## TO DO
Report how many lines of the following entries include the string "copied"; respond with the number alone.

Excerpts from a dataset
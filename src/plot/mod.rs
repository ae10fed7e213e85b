//! Chart layout and rendering.
//!
//! Layout is pure: [`BarChart`] and [`PieChart`] turn records into a
//! backend-neutral [`Scene`](scene::Scene), which is then rendered twice, as
//! vector pdf and raster png.

pub mod bar;
pub mod pie;
pub mod raster;
pub mod scene;
pub mod vector;

#[cfg(test)]
mod tests;

#[doc(inline)]
pub use bar::BarChart;
#[doc(inline)]
pub use pie::PieChart;

use color_eyre::eyre::{Report, Result};
use log::debug;
use scene::Scene;
use std::path::{Path, PathBuf};

/// Render one scene as pdf + png siblings: `<output_dir>/<basename>.{pdf,png}`.
///
/// Returns the paths written, pdf first.
pub fn render_chart(
    scene: &Scene,
    title: &str,
    output_dir: &Path,
    basename: &str,
) -> Result<Vec<PathBuf>, Report> {
    let pdf = output_dir.join(format!("{basename}.pdf"));
    vector::render(scene, title, &pdf)?;
    debug!("Wrote chart: {pdf:?}");

    let png = output_dir.join(format!("{basename}.png"));
    raster::render(scene, &png)?;
    debug!("Wrote chart: {png:?}");

    Ok(vec![pdf, png])
}
use crate::{
    Context, Cursor, DescriptorCache, Error, FieldDef, Hook, MappingError, Record, Reflect,
    Result, RowLabeled, TypeDescriptor, Value, coerce,
    stream::{Stream, StreamExt},
};
use std::{any::TypeId, iter::zip, pin::pin, sync::Arc};

/// Annotation label read when none is configured.
pub const DEFAULT_TAG: &str = "db";

/// Maps cursor rows onto records, and records back onto column deltas.
///
/// Owns the [`DescriptorCache`]: create one per process (or per annotation label) and share
/// it, every operation except [`Mapper::set_tag`] takes `&self`.
#[derive(Debug)]
pub struct Mapper {
    tag: String,
    cache: DescriptorCache,
}

impl Default for Mapper {
    fn default() -> Self {
        Self::new(DEFAULT_TAG)
    }
}

impl Mapper {
    pub fn new(tag: impl Into<String>) -> Self {
        Self {
            tag: tag.into(),
            cache: DescriptorCache::new(),
        }
    }

    /// Annotation label naming the column of a field.
    pub fn tag(&self) -> &str {
        &self.tag
    }

    /// Changes the annotation label. Descriptors built under the previous label no longer
    /// apply, a different label starts from an empty cache.
    pub fn set_tag(&mut self, tag: impl Into<String>) {
        let tag = tag.into();
        if tag != self.tag {
            log::debug!("Annotation label changed from `{}` to `{}`", self.tag, tag);
            self.tag = tag;
            self.cache = DescriptorCache::new();
        }
    }

    pub fn cache(&self) -> &DescriptorCache {
        &self.cache
    }

    /// Descriptor of `R`, built and cached on first use.
    pub fn discover<R: Reflect + ?Sized>(&self) -> Result<Arc<TypeDescriptor>> {
        self.cache
            .get_or_try_insert_with(TypeId::of::<R::Underlying>(), || {
                TypeDescriptor::build::<R>(&self.tag)
            })
    }

    /// Builds the descriptor of `R` and stores it, replacing the cached one if any.
    ///
    /// The rebuilt descriptor has the same content (the shape of a type never changes), but
    /// `Arc`s handed out earlier keep pointing at the replaced instance.
    pub fn register<R: Reflect + ?Sized>(&self) -> Result<Arc<TypeDescriptor>> {
        let descriptor = TypeDescriptor::build::<R>(&self.tag)?;
        Ok(self
            .cache
            .insert(TypeId::of::<R::Underlying>(), descriptor))
    }

    /// Mapped column names of `R`, in no particular order.
    pub fn columns_for<R: Reflect + ?Sized>(&self) -> Result<Vec<&'static str>> {
        Ok(self.discover::<R>()?.column_names().collect())
    }

    /// Mapped field names of `R`, in no particular order.
    pub fn fields_for<R: Reflect + ?Sized>(&self) -> Result<Vec<&'static str>> {
        Ok(self.discover::<R>()?.field_names().collect())
    }

    /// Field mapped to the column `name`. A mapped field name resolves to itself.
    pub fn field_for_column<R: Reflect + ?Sized>(&self, name: &str) -> Result<&'static str> {
        let descriptor = self.discover::<R>()?;
        descriptor
            .field_for(name)
            .or_else(|| descriptor.field_def(name))
            .map(|f| f.name)
            .ok_or_else(|| MappingError::ColumnNotFound { name: name.into() }.into())
    }

    /// Column mapped to the field `name`. A mapped column name resolves to itself.
    pub fn column_for_field<R: Reflect + ?Sized>(&self, name: &str) -> Result<&'static str> {
        let descriptor = self.discover::<R>()?;
        descriptor
            .column_for(name)
            .or_else(|| {
                descriptor
                    .field_for(name)
                    .and_then(|f| descriptor.column_for(f.name))
            })
            .ok_or_else(|| MappingError::FieldNotFound { name: name.into() }.into())
    }

    /// Materializes every row of `cursor` into a new `R`, in cursor order.
    ///
    /// Columns that no field maps are read and dropped. After a record is populated the
    /// `hooks` run on it in order. Any failure (columns, scan, coercion, hook) aborts the
    /// call and nothing is returned.
    pub fn map<R, C>(&self, mut cursor: C, hooks: &[&dyn Hook<R>]) -> Result<Vec<R>>
    where
        R: Record,
        C: Cursor,
    {
        let descriptor = self.discover::<R>()?;
        let columns = cursor
            .columns()
            .context(MappingError::ColumnEnumerationFailed)?;
        let mut result = Vec::new();
        while cursor.advance() {
            let row = result.len();
            let mut buffer = vec![Value::Null; columns.len()];
            cursor
                .populate(&mut buffer)
                .context(MappingError::RowScanFailed { row })?;
            result.push(materialize(&descriptor, &columns, buffer, hooks, row)?);
        }
        log::trace!(
            "Mapped {} rows into {}",
            result.len(),
            descriptor.type_name()
        );
        Ok(result)
    }

    /// Same as [`Mapper::map`] over a stream of labeled rows, as produced by async sources.
    pub async fn map_stream<R, S>(&self, stream: S, hooks: &[&dyn Hook<R>]) -> Result<Vec<R>>
    where
        R: Record,
        S: Stream<Item = Result<RowLabeled>>,
    {
        let descriptor = self.discover::<R>()?;
        let mut stream = pin!(stream);
        let mut result = Vec::new();
        while let Some(labeled) = stream.next().await {
            let row = result.len();
            let labeled = labeled.context(MappingError::RowScanFailed { row })?;
            result.push(materialize(
                &descriptor,
                &labeled.labels,
                labeled.values.into_vec(),
                hooks,
                row,
            )?);
        }
        Ok(result)
    }
}

fn materialize<R: Record>(
    descriptor: &TypeDescriptor,
    columns: &[String],
    values: Vec<Value>,
    hooks: &[&dyn Hook<R>],
    row: usize,
) -> Result<R> {
    let mut record = R::default();
    for (column, value) in zip(columns, values) {
        let Some(field) = descriptor.field_for(column) else {
            continue;
        };
        assign(&mut record, field, value)?;
    }
    for (i, hook) in hooks.iter().enumerate() {
        hook.call(&mut record)
            .context(MappingError::HookFailed { row, hook: i })?;
    }
    Ok(record)
}

/// Coerces `value` to the kind of `field` and writes it into `record`. `Null` leaves the
/// field untouched.
fn assign<R: Record>(record: &mut R, field: &FieldDef, value: Value) -> Result<()> {
    if !field.settable {
        return Err(MappingError::FieldNotSettable { field: field.name }.into());
    }
    if value.is_null() {
        return Ok(());
    }
    let Some(kind) = field.kind else {
        return record.set_field_value(field.name, value);
    };
    let failed = |error: Error| {
        Error::new(MappingError::CoercionFailed {
            field: field.name,
            kind,
            reason: format!("{error:#}"),
        })
    };
    let value = coerce(value, kind).map_err(failed)?;
    record.set_field_value(field.name, value).map_err(failed)
}
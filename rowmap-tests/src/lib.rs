mod cursor;
mod records;

pub use cursor::*;
pub use records::*;

use log::LevelFilter;
use std::env;

pub fn init_logs() {
    let mut logger = env_logger::builder();
    logger
        .is_test(true)
        .format_file(true)
        .format_line_number(true);
    if env::var("RUST_LOG").is_err() {
        logger.filter_level(LevelFilter::Warn);
    }
    let _ = logger.try_init();
}
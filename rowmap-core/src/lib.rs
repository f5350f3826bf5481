mod as_value;
mod cache;
mod coerce;
mod cursor;
mod descriptor;
mod error;
mod hook;
mod mapper;
mod reflect;
mod row;
mod snapshot;
mod util;
mod value;

pub use ::anyhow::Context;
pub use as_value::*;
pub use cache::*;
pub use coerce::*;
pub use cursor::*;
pub use descriptor::*;
pub use error::*;
pub use hook::*;
pub use mapper::*;
pub use reflect::*;
pub use row::*;
pub use snapshot::*;
pub use value::*;
pub mod stream {
    pub use ::futures::stream::*;
}

pub type Result<T> = anyhow::Result<T>;
pub type Error = anyhow::Error;
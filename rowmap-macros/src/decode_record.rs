use crate::decode_field::{FieldMetadata, decode_field};
use syn::{Error, Fields, ItemStruct, Result, spanned::Spanned};

pub(crate) struct RecordMetadata {
    pub(crate) item: ItemStruct,
    pub(crate) fields: Vec<FieldMetadata>,
}

pub fn decode_record(item: ItemStruct) -> Result<RecordMetadata> {
    if !item.generics.params.is_empty() {
        return Err(Error::new(
            item.generics.span(),
            "Record cannot be derived for a generic struct",
        ));
    }
    let Fields::Named(named) = &item.fields else {
        return Err(Error::new(
            item.fields.span(),
            "Record can only be derived for a struct with named fields",
        ));
    };
    let fields = named
        .named
        .iter()
        .map(decode_field)
        .collect::<Result<_>>()?;
    Ok(RecordMetadata { item, fields })
}
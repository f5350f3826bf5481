use crate::Kind;
use std::fmt::{self, Display};

/// Failure kinds of the mapping core.
///
/// Always delivered inside an [`Error`](crate::Error). Kinds caused by a foreign error
/// (cursor and hook failures) are attached as context over that error, so
/// `error.downcast_ref::<MappingError>()` returns the kind and `error.root_cause()` the cause.
#[derive(Debug, Clone, PartialEq, Eq)]
pub enum MappingError {
    /// The type handed to discovery is not a fixed-field aggregate.
    NotAStructure {
        type_name: &'static str,
        shape: &'static str,
    },
    /// Two fields of the same record claim the same column under the active label.
    DuplicateColumn {
        type_name: &'static str,
        column: &'static str,
        first: &'static str,
        second: &'static str,
    },
    ColumnEnumerationFailed,
    RowScanFailed {
        row: usize,
    },
    CoercionFailed {
        field: &'static str,
        kind: Kind,
        reason: String,
    },
    FieldNotSettable {
        field: &'static str,
    },
    HookFailed {
        row: usize,
        hook: usize,
    },
    UnexpectedRowCount {
        count: usize,
    },
    ColumnNotFound {
        name: String,
    },
    FieldNotFound {
        name: String,
    },
}

impl Display for MappingError {
    fn fmt(&self, f: &mut fmt::Formatter<'_>) -> fmt::Result {
        match self {
            MappingError::NotAStructure { type_name, shape } => {
                write!(f, "Expected a struct, received {type_name} ({shape})")
            }
            MappingError::DuplicateColumn {
                type_name,
                column,
                first,
                second,
            } => write!(
                f,
                "Column `{column}` of {type_name} is claimed by both `{first}` and `{second}`"
            ),
            MappingError::ColumnEnumerationFailed => {
                f.write_str("Could not read the column names from the cursor")
            }
            MappingError::RowScanFailed { row } => write!(f, "Could not scan row {row}"),
            MappingError::CoercionFailed {
                field,
                kind,
                reason,
            } => write!(f, "Cannot set the {kind} field `{field}`: {reason}"),
            MappingError::FieldNotSettable { field } => {
                write!(f, "Field `{field}` is not settable")
            }
            MappingError::HookFailed { row, hook } => {
                write!(f, "Hook {hook} failed on row {row}")
            }
            MappingError::UnexpectedRowCount { count } => write!(
                f,
                "Expected one and only one row to sync from, received {count}"
            ),
            MappingError::ColumnNotFound { name } => write!(f, "Column `{name}` is not mapped"),
            MappingError::FieldNotFound { name } => write!(f, "Field `{name}` is not mapped"),
        }
    }
}

impl std::error::Error for MappingError {}
use rowmap::Record;

#[derive(Record, Default, Debug, Clone, PartialEq)]
pub struct Address {
    #[tag(db = "street")]
    pub street: String,
    #[tag(db = "city")]
    pub city: String,
}

#[derive(Record, Default, Debug, Clone, PartialEq)]
pub struct Customer {
    #[tag(db = "id", json = "customerId")]
    pub id: i64,
    #[tag(db = "name", json = "name")]
    pub name: String,
    #[tag(db = "score")]
    pub score: f64,
    #[tag(db = "active")]
    pub active: bool,
    #[tag(db = "visits")]
    pub visits: i32,
    #[tag(db = "nickname")]
    pub nickname: Option<String>,
    #[tag(db = "address")]
    pub address: Address,
    /// Not mapped, the mapper never reads nor writes it.
    pub scratch: Vec<u8>,
}

/// Record with a field the mapper must not write.
#[derive(Record, Default, Debug, Clone, PartialEq)]
pub struct AuditEntry {
    #[tag(db = "id")]
    pub id: i64,
    #[tag(db = "message")]
    pub message: String,
    #[tag(db = "created_by")]
    #[rowmap(readonly)]
    pub created_by: String,
}
use anyhow::Error;
use rowmap::{Cursor, Result, Row, RowNames, Value};
use std::{iter::zip, mem};

/// Cursor over fixed rows that can be told to fail, and records how it was driven.
#[derive(Debug, Default)]
pub struct ScriptedCursor {
    labels: Vec<String>,
    rows: Vec<Row>,
    position: Option<usize>,
    fail_columns: bool,
    fail_populate_at: Option<usize>,
    pub advance_calls: usize,
    pub populate_calls: usize,
}

impl ScriptedCursor {
    pub fn new<L: Into<String>>(labels: impl IntoIterator<Item = L>) -> Self {
        Self {
            labels: labels.into_iter().map(Into::into).collect(),
            ..Default::default()
        }
    }

    pub fn row(mut self, values: impl IntoIterator<Item = Value>) -> Self {
        self.rows.push(values.into_iter().collect());
        self
    }

    /// `columns()` returns an error.
    pub fn failing_columns(mut self) -> Self {
        self.fail_columns = true;
        self
    }

    /// `populate()` returns an error on the row with this index.
    pub fn failing_populate_at(mut self, row: usize) -> Self {
        self.fail_populate_at = Some(row);
        self
    }
}

impl Cursor for ScriptedCursor {
    fn advance(&mut self) -> bool {
        self.advance_calls += 1;
        let next = self.position.map_or(0, |v| v + 1);
        self.position = Some(next.min(self.rows.len()));
        next < self.rows.len()
    }

    fn columns(&self) -> Result<RowNames> {
        if self.fail_columns {
            return Err(Error::msg("connection reset while reading the columns"));
        }
        Ok(self.labels.clone().into())
    }

    fn populate(&mut self, buffer: &mut [Value]) -> Result<()> {
        self.populate_calls += 1;
        let Some(position) = self.position.filter(|v| *v < self.rows.len()) else {
            return Err(Error::msg("populate called outside of a row"));
        };
        if self.fail_populate_at == Some(position) {
            return Err(Error::msg(format!("malformed packet in row {position}")));
        }
        for (slot, value) in zip(buffer, self.rows[position].iter_mut()) {
            *slot = mem::take(value);
        }
        Ok(())
    }
}
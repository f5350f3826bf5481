use rowmap_core::{
    AsValue, FieldDef, Kind, MappingError, Record, Reflect, Result, Shape, Value,
};

#[derive(Default, Debug, Clone, PartialEq)]
pub struct Point {
    pub x: i32,
    pub y: i32,
}

impl Reflect for Point {
    type Underlying = Self;
    fn shape() -> Shape {
        static FIELDS: [FieldDef; 2] = [
            FieldDef {
                name: "x",
                kind: Some(Kind::Integer),
                tags: &[("db", "pos_x")],
                settable: true,
            },
            FieldDef {
                name: "y",
                kind: Some(Kind::Integer),
                tags: &[("db", "pos_y")],
                settable: true,
            },
        ];
        Shape::Struct(&FIELDS)
    }
}

impl Record for Point {
    fn field_value(&self, field: &str) -> Option<Value> {
        match field {
            "x" => Some(self.x.as_value()),
            "y" => Some(self.y.as_value()),
            _ => None,
        }
    }

    fn set_field_value(&mut self, field: &str, value: Value) -> Result<()> {
        match field {
            "x" => self.x = i32::try_from_value(value)?,
            "y" => self.y = i32::try_from_value(value)?,
            _ => return Err(MappingError::FieldNotFound { name: field.into() }.into()),
        }
        Ok(())
    }
}
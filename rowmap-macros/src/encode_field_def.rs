use crate::decode_field::FieldMetadata;
use proc_macro2::TokenStream;
use quote::quote;

pub fn encode_field_def(metadata: &FieldMetadata) -> TokenStream {
    let name = &metadata.name;
    let ty = &metadata.ty;
    let kind = if metadata.is_mapped() {
        quote!(Some(<#ty as ::rowmap::AsValue>::kind()))
    } else {
        quote!(None)
    };
    let tags = metadata
        .tags
        .iter()
        .map(|(label, value)| quote!((#label, #value)));
    let settable = !metadata.readonly;
    quote! {
        ::rowmap::FieldDef {
            name: #name,
            kind: #kind,
            tags: &[#(#tags),*],
            settable: #settable,
        }
    }
}
use crate::{FieldDef, MappingError, Reflect, Result, Shape};
use std::{any, collections::HashMap};

/// Field/column correspondence of one record type under one annotation label.
///
/// `field_to_column` and `column_to_field` are exact inverses. Fields without an annotation
/// for the label are in neither map.
#[derive(Debug, Clone, PartialEq)]
pub struct TypeDescriptor {
    type_name: &'static str,
    fields: Vec<&'static FieldDef>,
    field_to_column: HashMap<&'static str, &'static str>,
    column_to_field: HashMap<&'static str, &'static FieldDef>,
}

impl TypeDescriptor {
    /// Reads the annotations of `R` under `label`, in declaration order.
    pub fn build<R: Reflect + ?Sized>(label: &str) -> Result<Self> {
        let type_name = any::type_name::<R::Underlying>();
        let shape = R::shape();
        let Shape::Struct(defs) = shape else {
            return Err(MappingError::NotAStructure {
                type_name,
                shape: shape.name(),
            }
            .into());
        };
        let mut result = Self {
            type_name,
            fields: Vec::with_capacity(defs.len()),
            field_to_column: HashMap::with_capacity(defs.len()),
            column_to_field: HashMap::with_capacity(defs.len()),
        };
        for def in defs {
            let Some(column) = def.tag(label) else {
                continue;
            };
            if let Some(other) = result.column_to_field.insert(column, def) {
                return Err(MappingError::DuplicateColumn {
                    type_name,
                    column,
                    first: other.name,
                    second: def.name,
                }
                .into());
            }
            result.field_to_column.insert(def.name, column);
            result.fields.push(def);
        }
        Ok(result)
    }

    pub fn type_name(&self) -> &'static str {
        self.type_name
    }

    /// Mapped fields, in declaration order.
    pub fn fields(&self) -> impl ExactSizeIterator<Item = &'static FieldDef> + '_ {
        self.fields.iter().copied()
    }

    pub fn field_names(&self) -> impl ExactSizeIterator<Item = &'static str> + '_ {
        self.field_to_column.keys().copied()
    }

    pub fn column_names(&self) -> impl ExactSizeIterator<Item = &'static str> + '_ {
        self.column_to_field.keys().copied()
    }

    pub fn column_for(&self, field: &str) -> Option<&'static str> {
        self.field_to_column.get(field).copied()
    }

    pub fn field_for(&self, column: &str) -> Option<&'static FieldDef> {
        self.column_to_field.get(column).copied()
    }

    /// Definition of a mapped field.
    pub fn field_def(&self, field: &str) -> Option<&'static FieldDef> {
        self.column_for(field).and_then(|c| self.field_for(c))
    }

    pub fn len(&self) -> usize {
        self.fields.len()
    }

    pub fn is_empty(&self) -> bool {
        self.fields.is_empty()
    }
}
use std::borrow::Cow;

const TRUNCATE_AT: usize = 97;

/// Shortens long values quoted inside error messages.
pub(crate) fn truncate_long(value: &str) -> Cow<'_, str> {
    match value.char_indices().nth(TRUNCATE_AT) {
        Some((i, _)) => Cow::Owned(format!("{}...", value[..i].trim_end())),
        None => Cow::Borrowed(value),
    }
}
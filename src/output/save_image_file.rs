// 该文件是 Qianli （千里眼） 项目的一部分。
// src/output/save_image_file.rs - 保存图像文件
//
// 本文件根据 Apache 许可证第 2.0 版（以下简称“许可证”）授权使用；
// 除非遵守该许可证条款，否则您不得使用本文件。
// 您可通过以下网址获取许可证副本：
// http://www.apache.org/licenses/LICENSE-2.0
// 除非适用法律要求或书面同意，根据本许可协议分发的软件均按“原样”提供，
// 不附带任何形式的明示或暗示的保证或条件。
// 有关许可权限与限制的具体条款，请参阅本许可协议。
//
// Copyright (C) 2026 Johann Li <me@qinka.pro>, Wareless Group

use std::path::{Path, PathBuf};

use image::RgbImage;
use thiserror::Error;
use tracing::info;
use url::Url;

use crate::{
  FromUrl, FromUrlWithScheme,
  frame::Frame,
  model::DetectResult,
  output::{DEFAULT_JPEG_QUALITY, Render, draw::Draw, is_jpeg_path, save_jpeg},
  utils::{QueryParamError, parse_query_param},
};

#[derive(Error, Debug)]
pub enum SaveImageFileError {
  #[error("I/O 错误: {0}")]
  IoError(#[from] std::io::Error),
  #[error("图像错误: {0}")]
  ImageError(#[from] image::ImageError),
  #[error("参数错误: {0}")]
  QueryError(#[from] QueryParamError),
  #[error("URI 方案不匹配: {0}")]
  SchemeMismatch(String),
}

/// 将绘制了检测框的图像保存到单个文件，每帧覆盖
pub struct SaveImageFileOutput {
  path: PathBuf,
  quality: u8,
  draw: Draw,
}

impl FromUrlWithScheme for SaveImageFileOutput {
  const SCHEME: &'static str = "image";
}

impl FromUrl for SaveImageFileOutput {
  type Error = SaveImageFileError;

  fn from_url(uri: &Url) -> Result<Self, Self::Error> {
    if uri.scheme() != Self::SCHEME {
      return Err(SaveImageFileError::SchemeMismatch(format!(
        "期望保存方式 '{}', 实际保存方式 '{}'",
        Self::SCHEME,
        uri.scheme()
      )));
    }

    let quality = parse_query_param::<u8>(uri, "quality")?
      .unwrap_or(DEFAULT_JPEG_QUALITY)
      .clamp(1, 100);

    Ok(SaveImageFileOutput {
      path: PathBuf::from(uri.path()),
      quality,
      draw: Draw::default(),
    })
  }
}

impl SaveImageFileOutput {
  fn save_image(&self, image: &RgbImage) -> Result<(), SaveImageFileError> {
    if let Some(parent) = Path::new(&self.path).parent()
      && !parent.as_os_str().is_empty()
    {
      std::fs::create_dir_all(parent)?;
    }

    if is_jpeg_path(&self.path) {
      save_jpeg(&self.path, image, self.quality)?;
    } else {
      image.save(&self.path)?;
    }

    info!("保存图像到文件: {}", self.path.display());

    Ok(())
  }
}

impl Render<Frame, DetectResult> for SaveImageFileOutput {
  type Error = SaveImageFileError;

  fn render_result(&self, frame: &Frame, result: &DetectResult) -> Result<(), Self::Error> {
    let image = self.draw.render(&frame.image, result);
    self.save_image(&image)
  }
}

#[cfg(test)]
mod tests {
  use std::sync::Arc;

  use super::*;
  use crate::model::LabelTable;

  #[test]
  fn saves_jpeg_into_nested_directory() {
    let dir = tempfile::tempdir().unwrap();
    let path = dir.path().join("nested").join("out.jpg");
    let url = Url::parse(&format!("image://{}?quality=90", path.display())).unwrap();
    let output = SaveImageFileOutput::from_url(&url).unwrap();

    let frame = Frame::from(RgbImage::new(16, 8));
    let result = DetectResult::new(Vec::new(), Arc::new(LabelTable::coco()));
    output.render_result(&frame, &result).unwrap();

    let saved = image::open(&path).unwrap();
    assert_eq!((saved.width(), saved.height()), (16, 8));
  }

  #[test]
  fn rejects_other_schemes() {
    let url = Url::parse("folder:///tmp/out").unwrap();
    assert!(matches!(
      SaveImageFileOutput::from_url(&url),
      Err(SaveImageFileError::SchemeMismatch(_))
    ));
  }
}
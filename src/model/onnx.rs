// 该文件是 Qianli （千里眼） 项目的一部分。
// src/model/onnx.rs - ONNX Runtime 推理引擎
//
// 本文件根据 Apache 许可证第 2.0 版（以下简称“许可证”）授权使用；
// 除非遵守该许可证条款，否则您不得使用本文件。
// 您可通过以下网址获取许可证副本：
// http://www.apache.org/licenses/LICENSE-2.0
// 除非适用法律要求或书面同意，根据本许可协议分发的软件均按“原样”提供，
// 不附带任何形式的明示或暗示的保证或条件。
// 有关许可权限与限制的具体条款，请参阅本许可协议。
//
// Copyright (C) 2026 Johann Li <me@qinka.pro>, Wareless Group

use std::{path::Path, sync::Mutex};

use ndarray::Axis;
use ort::{
  execution_providers::CPUExecutionProvider,
  session::{Session, builder::GraphOptimizationLevel},
  value::Value,
};
use thiserror::Error;
use tracing::{debug, info};

use crate::model::{
  core::InferenceEngine,
  tensor::{InputTensor, OutputTensor, TensorLayout},
};

#[derive(Error, Debug)]
pub enum OrtEngineError {
  #[error("模型文件不存在: {0}")]
  ModelNotFound(String),
  #[error("ONNX Runtime 错误: {0}")]
  Runtime(String),
  #[error("会话锁已损坏")]
  Poisoned,
  #[error("输出 {name} 形状无效: {shape:?}")]
  OutputShape { name: String, shape: Vec<usize> },
}

fn runtime_error<E: std::fmt::Display>(err: E) -> OrtEngineError {
  OrtEngineError::Runtime(err.to_string())
}

/// 基于 ONNX Runtime 的推理引擎
///
/// `Session::run` 需要可变引用，因此会话放在 `Mutex` 中。
pub struct OrtEngine {
  session: Mutex<Session>,
  input_name: String,
  output_name: String,
  layout: TensorLayout,
}

impl OrtEngine {
  /// 加载模型；未指定输入输出名称时使用模型的第一个输入和第一个输出
  pub fn load<P: AsRef<Path>>(
    model_path: P,
    input_name: Option<&str>,
    output_name: Option<&str>,
    layout: TensorLayout,
  ) -> Result<Self, OrtEngineError> {
    let model_path = model_path.as_ref();
    if !model_path.exists() {
      return Err(OrtEngineError::ModelNotFound(
        model_path.display().to_string(),
      ));
    }

    info!("从 {} 加载模型", model_path.display());
    let session = Session::builder()
      .map_err(runtime_error)?
      .with_execution_providers([CPUExecutionProvider::default().build()])
      .map_err(runtime_error)?
      .with_optimization_level(GraphOptimizationLevel::Level3)
      .map_err(runtime_error)?
      .commit_from_file(model_path)
      .map_err(runtime_error)?;

    let input_name = match input_name {
      Some(name) => name.to_string(),
      None => session
        .inputs
        .first()
        .map(|input| input.name.clone())
        .unwrap_or_else(|| "images".to_string()),
    };
    let output_name = match output_name {
      Some(name) => name.to_string(),
      None => session
        .outputs
        .first()
        .map(|output| output.name.clone())
        .unwrap_or_else(|| "output0".to_string()),
    };
    info!(
      "模型加载完成，输入: {}, 输出: {}, 输出排列: {:?}",
      input_name, output_name, layout
    );

    Ok(Self {
      session: Mutex::new(session),
      input_name,
      output_name,
      layout,
    })
  }
}

impl InferenceEngine for OrtEngine {
  type Error = OrtEngineError;

  fn forward(&self, input: &InputTensor) -> Result<OutputTensor, Self::Error> {
    let batch = input.as_array().clone().insert_axis(Axis(0));
    let value = Value::from_array(batch).map_err(runtime_error)?;

    let mut session = self.session.lock().map_err(|_| OrtEngineError::Poisoned)?;
    let outputs = session
      .run(ort::inputs![self.input_name.as_str() => value])
      .map_err(runtime_error)?;

    let output = outputs[self.output_name.as_str()]
      .try_extract_array::<f32>()
      .map_err(runtime_error)?;
    debug!("输出 {} 形状: {:?}", self.output_name, output.shape());

    OutputTensor::from_dyn(output.view(), self.layout).map_err(|_| OrtEngineError::OutputShape {
      name: self.output_name.clone(),
      shape: output.shape().to_vec(),
    })
  }
}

## YOUR RESPONSE
5